Rigid Airships require constant adjustment - ie. likely not very long at all (minutes only)
Unfortunately, rigid airships ('Airships' implies rigid, which are motored and different from 'blimps') require constant operator input to stay afloat. This is because rigid airships can only have one 'buoyancy setting', the gas inside the gas bags are inflated, and lift is altered only by:
- adjusting ballast
- adjusting pitch of propellers
- adjusting pitch and speed of airship as a function of wind over control surfaces
Initial buoyancy settings are set to allow the airship to be controlled in normal flight and allow it to land (landing being one of the most dangerous requirements of airship flight).

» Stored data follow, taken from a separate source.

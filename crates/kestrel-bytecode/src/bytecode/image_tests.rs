use super::*;

fn sample() -> Image {
    let mut code = CodeBuffer::new();
    code.push(Instruction::Mov(Move::RegImm {
        dst: Reg::Eax,
        imm: 7,
    }))
    .unwrap();
    code.push(Instruction::Special(Special::Print {
        reg: Reg::Eax,
        format: PrintFormat::Int,
    }))
    .unwrap();
    Image::new(code.into_bytes(), 0).unwrap()
}

#[test]
fn bytes_roundtrip() {
    let image = sample();
    let bytes = image.to_bytes();

    assert_eq!(bytes.len(), IMAGE_HEADER_SIZE + 18);
    assert_eq!(&bytes[0..4], b"KSTL");
    assert_eq!(Image::from_bytes(&bytes).unwrap(), image);
}

#[test]
fn header_records_layout() {
    let image = sample();
    let header = image.header();

    assert_eq!(header.version, VERSION);
    assert_eq!(header.entry, 0);
    assert_eq!(header.code_len, 18);
    assert_eq!(header.checksum, crc32fast::hash(image.code()));
    assert_eq!(image.end(), 18);
}

#[test]
fn rejects_short_file() {
    let err = Image::from_bytes(b"KSTL").unwrap_err();
    assert!(matches!(err, ImageError::FileTooSmall(4)));
}

#[test]
fn rejects_bad_magic() {
    let mut bytes = sample().to_bytes();
    bytes[0] = b'X';
    assert!(matches!(
        Image::from_bytes(&bytes).unwrap_err(),
        ImageError::InvalidMagic
    ));
}

#[test]
fn rejects_corrupted_code() {
    let mut bytes = sample().to_bytes();
    let last = bytes.len() - 1;
    bytes[last] ^= 0xff;

    assert!(matches!(
        Image::from_bytes(&bytes).unwrap_err(),
        ImageError::ChecksumMismatch { .. }
    ));
}

#[test]
fn rejects_unresolved_jump() {
    let code = Instruction::Jump {
        target: UNKNOWN_ADDR,
    }
    .encode()
    .to_vec();
    let bytes = Image::new(code, 0).unwrap().to_bytes();

    assert!(matches!(
        Image::from_bytes(&bytes).unwrap_err(),
        ImageError::Unresolved { addr: 0 }
    ));
}

#[test]
fn rejects_misaligned_entry() {
    // The checksum covers the code only, so a patched entry still hashes clean.
    let mut bytes = sample().to_bytes();
    bytes[12..16].copy_from_slice(&4u32.to_le_bytes());

    assert!(matches!(
        Image::from_bytes(&bytes).unwrap_err(),
        ImageError::InvalidEntry { entry: 4 }
    ));
}

#[test]
fn rejects_oversized_code() {
    let len = CODE_SIZE + ENTRY_SIZE;
    let header = Header {
        code_len: len as u32,
        ..Header::default()
    };
    let mut bytes = header.to_bytes().to_vec();
    bytes.resize(IMAGE_HEADER_SIZE + len, 0);

    assert!(matches!(
        Image::from_bytes(&bytes).unwrap_err(),
        ImageError::CodeTooLarge(n) if n == len
    ));
}

#[test]
fn new_checks_entry() {
    let code = sample().code().to_vec();

    assert!(matches!(
        Image::new(code.clone(), 27).unwrap_err(),
        ImageError::InvalidEntry { entry: 27 }
    ));
    assert!(matches!(
        Image::new(code.clone(), 4).unwrap_err(),
        ImageError::InvalidEntry { entry: 4 }
    ));
    assert!(matches!(
        Image::new(vec![], 18).unwrap_err(),
        ImageError::InvalidEntry { entry: 18 }
    ));
    assert_eq!(Image::new(code, 18).unwrap().entry(), 18);
}

#[test]
fn new_checks_size() {
    assert!(matches!(
        Image::new(vec![0; 10], 0).unwrap_err(),
        ImageError::PartialInstruction(10)
    ));
    assert!(matches!(
        Image::new(vec![0; CODE_SIZE + ENTRY_SIZE], 0).unwrap_err(),
        ImageError::CodeTooLarge(_)
    ));
}

#[test]
fn save_and_load() {
    let dir = tempfile::tempdir().unwrap();
    let path = dir.path().join("program.kbc");
    let image = sample();

    image.save(&path).unwrap();

    assert_eq!(Image::from_path(&path).unwrap(), image);
}

#[test]
fn decode_at_past_end_is_truncated() {
    let image = sample();
    assert_eq!(
        image.decode_at(18),
        Err(DecodeError::Truncated { len: 0 })
    );
}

Unless the initial buoyancy setting is quite high, by the release of all ballast, the airship will succumb to either:
- common downdrafts forcing the airship to lose altitude (faster than you may think, this was the cause of many airship crashes)
- pitch adrift, causing loss of control and propellers to orient in a way that could cause the airship to pitch down
- wind movement over incorrect control surface settings, causing pitch down and loss of altitude
As they require constant adjustment, an estimate of time with a complete loss of control would mean the airship really only has minutes to survive, maximum perhaps an hour, unless all ballast is released suddenly, causing lift upwards.

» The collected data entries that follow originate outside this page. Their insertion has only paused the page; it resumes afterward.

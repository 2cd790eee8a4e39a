//! Append-only instruction stream.

use thiserror::Error;

use super::constants::{CODE_SIZE, ENTRY_SIZE, WORD};
use super::instructions::{DecodeError, Instruction, Slot};

#[derive(Debug, Clone, PartialEq, Eq, Error)]
pub enum CodeError {
    #[error("code size exceeded: program needs more than {capacity} bytes")]
    Overflow { capacity: usize },

    #[error("offset {offset} is not the start of an instruction")]
    Misaligned { offset: u32 },

    #[error("offset {offset} is past the end of the code ({len} bytes)")]
    OutOfRange { offset: u32, len: usize },

    #[error(transparent)]
    Decode(#[from] DecodeError),
}

/// Byte buffer of encoded instructions with a fixed capacity.
///
/// Emission only appends. The one exception is [`CodeBuffer::patch`], which
/// overwrites a single operand word in place once its value is known.
#[derive(Clone, Debug)]
pub struct CodeBuffer {
    bytes: Vec<u8>,
    capacity: usize,
}

impl Default for CodeBuffer {
    fn default() -> Self {
        Self::new()
    }
}

impl CodeBuffer {
    pub fn new() -> Self {
        Self::with_limit(CODE_SIZE)
    }

    /// Buffer holding at most `capacity` bytes.
    pub fn with_limit(capacity: usize) -> Self {
        Self {
            bytes: Vec::new(),
            capacity,
        }
    }

    /// Append an instruction, returning its byte offset.
    pub fn push(&mut self, instr: Instruction) -> Result<u32, CodeError> {
        if self.bytes.len() + ENTRY_SIZE > self.capacity {
            return Err(CodeError::Overflow {
                capacity: self.capacity,
            });
        }
        let offset = self.bytes.len() as u32;
        self.bytes.extend_from_slice(&instr.encode());
        Ok(offset)
    }

    /// Overwrite one operand of the instruction at `offset`.
    pub fn patch(&mut self, offset: u32, slot: Slot, value: i32) -> Result<(), CodeError> {
        let start = self.checked_start(offset)?;
        let at = start + slot.byte_offset();
        self.bytes[at..at + WORD].copy_from_slice(&value.to_le_bytes());
        Ok(())
    }

    /// Decode the instruction at `offset`.
    pub fn get(&self, offset: u32) -> Result<Instruction, CodeError> {
        let start = self.checked_start(offset)?;
        Ok(Instruction::decode(&self.bytes[start..start + ENTRY_SIZE])?)
    }

    fn checked_start(&self, offset: u32) -> Result<usize, CodeError> {
        let start = offset as usize;
        if start % ENTRY_SIZE != 0 {
            return Err(CodeError::Misaligned { offset });
        }
        if start + ENTRY_SIZE > self.bytes.len() {
            return Err(CodeError::OutOfRange {
                offset,
                len: self.bytes.len(),
            });
        }
        Ok(start)
    }

    /// Byte offset the next instruction will be written at.
    pub fn next_offset(&self) -> u32 {
        self.bytes.len() as u32
    }

    pub fn len(&self) -> usize {
        self.bytes.len()
    }

    pub fn is_empty(&self) -> bool {
        self.bytes.is_empty()
    }

    pub fn as_bytes(&self) -> &[u8] {
        &self.bytes
    }

    pub fn into_bytes(self) -> Vec<u8> {
        self.bytes
    }

    /// Decoded instructions with their offsets.
    pub fn iter(&self) -> impl Iterator<Item = (u32, Result<Instruction, DecodeError>)> + '_ {
        decode_all(&self.bytes)
    }
}

/// Walk a code stream instruction by instruction.
///
/// A trailing partial entry yields a `Truncated` error.
pub fn decode_all(code: &[u8]) -> impl Iterator<Item = (u32, Result<Instruction, DecodeError>)> + '_ {
    code.chunks(ENTRY_SIZE)
        .enumerate()
        .map(|(i, chunk)| ((i * ENTRY_SIZE) as u32, Instruction::decode(chunk)))
}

However even if this happened the airship is still susceptible to downdrafts or wind which can only be countered by pitch up propellers and elevators in normal flight, so in these events no control would still cause an imminent crash and loss of the airship.
It seriously depends on the airship. For example some
airships blimps can stay up for as little as 24 hours. Some may stay up for a few days to a week. Basically until the lifting gas escapes, which depends on the gas. But lets assume the lifting gas does not escape, then until the first storm comes and breaks the airship, since they are quite fragile (Most airship disasters were because of this. Such as the USS Shenandoah) But if it was made with age of sail manufacturing, I'd give it a week at most, since the would gas to escape, but certainly not over a hundred, since the fabric of the shell would rot assuming the airship magically avoided all storms.
Absolute maximum: half a day
The buoyancy of an airship changed constantly from many factors, but the greatest of these is the simple thermal heating of the gas from sunlight warming. Both direct (on the surface of the blimp) and via atmosphere heating in the daylight.
As the air around the blimp warm or cools, and as the gas in the blimp warms and cools at different rates, the buoyancy of the blimp gets upset.
Unattended, it will either sink down until it hits the unforgiving surface of the Earth, or worse it will rise up unchecked until it hits the even less forgiving limit of altitude where the pressure safety valves of the gas bladders are forced to vent gas to prevent rupturing.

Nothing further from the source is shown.